Jorge Castañeda
Los franceses tiene la costumbre, desde la secundaria por lo menos, de inculcarles a los liceanos una máxima de hierro: lo que está mal dicho, está mal pensado (la traducción es mala y mía). Se refieren a viejos principios filosóficos y nuevas nociones sicoanalíticas y lingüísticas (desde Saussure hasta Lacan): las ideas no existen con independencia de su expresión verbal (o escrita). Si se expresan de manera confusa, desordenada o incomprensible, es porque son confusas o desordenadas.
En muchas ocasiones Enrique Peña Nieto confirma este precepto. Tiene ideas confusas, y las expresa de modo confuso. Habla muy mal, porque piensa de manera desordenada y errática. Pero a veces desmiente a los franceses. Dice algo inteligente y perspicaz, de la peor forma posible. En otras palabras, a diferencia de los seres normales, llega a poseer ideas acertadas, interesantes, pero las manifiesta con los pies. Huelga decir que este don no le ayuda.
Es el caso del ya famoso apotegma de que ningún presidente se levanta en la mañana pensando cómo va a “joder a México”. Detrás de esa pésima formulación, hay varias verdades que llaman la atención. Como, por ejemplo, su también famoso dicho sobre el origen “cultural” de la corrupción en México.

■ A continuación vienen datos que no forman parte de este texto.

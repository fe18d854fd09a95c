use ratatui::layout::{Constraint, Direction, Layout, Rect};
use ratatui::style::{Color, Modifier, Style};
use ratatui::text::{Line, Span};
use ratatui::widgets::{Block, Borders, List, ListItem, Paragraph, Wrap};
use ratatui::Frame;

use super::app::{App, Focus, ListItem as Entry, Mode, NavState};

/// Render the entire UI into a ratatui frame.
pub fn draw(f: &mut Frame, app: &App) {
    // Main area + status bar (+ filter input while typing)
    let bottom_height = if app.mode == Mode::Filter { 2 } else { 1 };
    let chunks = Layout::default()
        .direction(Direction::Vertical)
        .constraints([
            Constraint::Min(3),
            Constraint::Length(bottom_height),
        ])
        .split(f.area());

    let main_area = chunks[0];
    let bottom_area = chunks[1];

    // Horizontal split: left pane (30%) and right pane (70%)
    let panes = Layout::default()
        .direction(Direction::Horizontal)
        .constraints([Constraint::Percentage(30), Constraint::Percentage(70)])
        .split(main_area);

    draw_left_pane(f, app, panes[0]);
    draw_right_pane(f, app, panes[1]);
    draw_bottom(f, app, bottom_area);
}

fn draw_left_pane(f: &mut Frame, app: &App, area: Rect) {
    let title = app.left_pane_title();
    let border_style = if app.focus == Focus::List {
        Style::default().fg(Color::Cyan)
    } else {
        Style::default().fg(Color::DarkGray)
    };

    let block = Block::default()
        .borders(Borders::ALL)
        .border_style(border_style)
        .title(title);

    let items: Vec<ListItem> = app
        .items
        .iter()
        .enumerate()
        .map(|(i, item)| {
            let text = item.display_text();
            let style = if i == app.cursor {
                Style::default()
                    .bg(Color::DarkGray)
                    .fg(Color::White)
                    .add_modifier(Modifier::BOLD)
            } else if matches!(item, Entry::Revision { current: true, .. }) {
                Style::default().fg(Color::Green)
            } else {
                Style::default()
            };
            ListItem::new(Line::from(Span::styled(text, style)))
        })
        .collect();

    let list = List::new(items).block(block);
    f.render_widget(list, area);
}

fn draw_right_pane(f: &mut Frame, app: &App, area: Rect) {
    let border_style = if app.focus == Focus::Content {
        Style::default().fg(Color::Cyan)
    } else {
        Style::default().fg(Color::DarkGray)
    };

    let block = Block::default()
        .borders(Borders::ALL)
        .border_style(border_style)
        .title(content_title(app));

    let inner = block.inner(area);
    f.render_widget(block, area);

    if app.content_lines.is_empty() {
        return;
    }

    let lines: Vec<Line> = app
        .content_lines
        .iter()
        .skip(app.content_scroll as usize)
        .map(|l| Line::from(l.as_str()))
        .collect();

    let paragraph = Paragraph::new(lines).wrap(Wrap { trim: false });
    f.render_widget(paragraph, inner);
}

fn content_title(app: &App) -> &'static str {
    match app.nav_state {
        NavState::RevisionList { .. } => "Revision",
        _ => "Current revision",
    }
}

fn draw_bottom(f: &mut Frame, app: &App, area: Rect) {
    if app.mode == Mode::Filter {
        let chunks = Layout::default()
            .direction(Direction::Vertical)
            .constraints([Constraint::Length(1), Constraint::Length(1)])
            .split(area);

        let hint = Paragraph::new(Line::from(Span::styled(
            app.status_hint(),
            Style::default().fg(Color::DarkGray),
        )));
        f.render_widget(hint, chunks[0]);

        let filter_line = format!("/{}", app.filter_input);
        let filter = Paragraph::new(Line::from(Span::styled(
            filter_line,
            Style::default().fg(Color::Yellow),
        )));
        f.render_widget(filter, chunks[1]);

        f.set_cursor_position((
            chunks[1].x + 1 + app.filter_input.chars().count() as u16,
            chunks[1].y,
        ));
    } else {
        let hint = Paragraph::new(Line::from(Span::styled(
            app.status_hint(),
            Style::default().fg(Color::DarkGray),
        )));
        f.render_widget(hint, area);
    }
}

#[cfg(test)]
mod tests {
    use super::*;
    use crate::models::{Page, PageId, RevisionId};
    use ratatui::backend::TestBackend;
    use ratatui::Terminal;

    fn rendered(app: &App) -> String {
        let mut terminal = Terminal::new(TestBackend::new(80, 12)).unwrap();
        terminal.draw(|f| draw(f, app)).unwrap();
        let buffer = terminal.backend().buffer();
        buffer.content().iter().map(|cell| cell.symbol()).collect()
    }

    #[test]
    fn test_draw_page_list() {
        let mut app = App::new();
        app.items.push(Entry::Page(Page {
            page_id: PageId(1),
            title: "Intro_Guide".to_string(),
            latest_rev: Some(RevisionId(1)),
            created_at: String::new(),
        }));
        app.content_lines = vec!["# Hi".to_string()];

        let screen = rendered(&app);
        assert!(screen.contains("Pages"));
        assert!(screen.contains("Intro Guide"));
        assert!(screen.contains("# Hi"));
        assert!(screen.contains("q:quit"));
    }

    #[test]
    fn test_draw_filter_input() {
        let mut app = App::new();
        app.enter_filter();
        app.filter_input = "rust".to_string();

        let screen = rendered(&app);
        assert!(screen.contains("/rust"));
    }
}
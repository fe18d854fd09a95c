//! Caller-supplied deadlines for store and query operations.
//!
//! A [`Deadline`] bounds both the wait for a pooled connection and the
//! statements run on it. `Deadline::none()` never expires.

use crate::db::WikiError;
use std::time::{Duration, Instant};

#[derive(Debug, Clone, Copy, Default, PartialEq, Eq)]
pub struct Deadline(Option<Instant>);

impl Deadline {
    /// A deadline that never expires.
    pub const NONE: Deadline = Deadline(None);

    pub fn none() -> Self {
        Self::NONE
    }

    /// Expires `timeout` from now.
    pub fn after(timeout: Duration) -> Self {
        Self(Instant::now().checked_add(timeout))
    }

    /// Expires at the given instant.
    pub fn at(instant: Instant) -> Self {
        Self(Some(instant))
    }

    pub fn instant(&self) -> Option<Instant> {
        self.0
    }

    pub fn is_expired(&self) -> bool {
        self.0.is_some_and(|at| Instant::now() >= at)
    }

    /// Returns `DeadlineExceeded` once the deadline has passed.
    pub fn check(&self) -> Result<(), WikiError> {
        if self.is_expired() {
            Err(WikiError::DeadlineExceeded)
        } else {
            Ok(())
        }
    }

    /// The earlier of this deadline and `limit`.
    pub(crate) fn cap(&self, limit: Instant) -> Instant {
        match self.0 {
            Some(at) if at < limit => at,
            _ => limit,
        }
    }
}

En primer término, es cierto que la indigencia o pubertad democrática de nuestro país lleva a muchos mexicanos a pensar seria y sinceramente que los “malos” presidentes, desde Díaz Ordaz hasta Peña Nieto, buscan fastidiar a los habitantes del país, ya sea porque eran (son) perversos o incompetentes. Mucha gente considera que errores garrafales de nuestros mandatarios –que en general se deducen de nuestro desacuerdo con lo que hacen, no de un análisis de su gestión– son deliberados y conscientes. Buscan perjudicarnos a propósito, y debemos deshacernos de ellos por ese mismo motivo. Procurar corregir este despropósito no es absurdo.
En segundo término, Peña sugiere una semejanza o analogía entre todos los presidentes de México, y tiene razón. Si tomamos a los últimos siete u ocho, de la época moderna digamos, se parecen mucho, tanto en sus virtudes como en lo tocante a sus defectos. Ninguno trató de dañar al país o a sus habitantes; todos lidiaron con situaciones casi inmanejables; disponían de instrumentos similares e insuficientes para gobernar; contaban con ciertos talentos innegables (ningún imbécil llega a la presidencia y sobrevive allí seis años) y encerraban vicios y deficiencias evidentes (son humanos). Pero tanto por vocación como por interés, intentaban enfrentar y resolver los inmensos retos de México. Si ninguno pudo, la respuesta a la pregunta no se esconde en las tinieblas de su personalidad, sino en los laberintos del ser nacional.
Podríamos seguir, pero como prendas bastan estos botones. El problema es que incluso cuando EPN produce un par de ideas llamativas, las echa a perder con su inentendible retórica y sintaxis. En un país donde la labor didáctica es menos necesaria, debido a una larga experiencia democrática, no es tan grave que el único pedagogo nacional no sepa hablar sin texto o teleprompter. En México es devastador. Peña, al igual que sus predecesores, cada uno a su manera, tenían mucho que decirle y enseñarle a la sociedad mexicana. Por distintas razones, no lo hicieron. Empieza a volverse indispensable que el sucesor lo haga. Ojalá las élites lo entiendan, y actúen en consecuencia.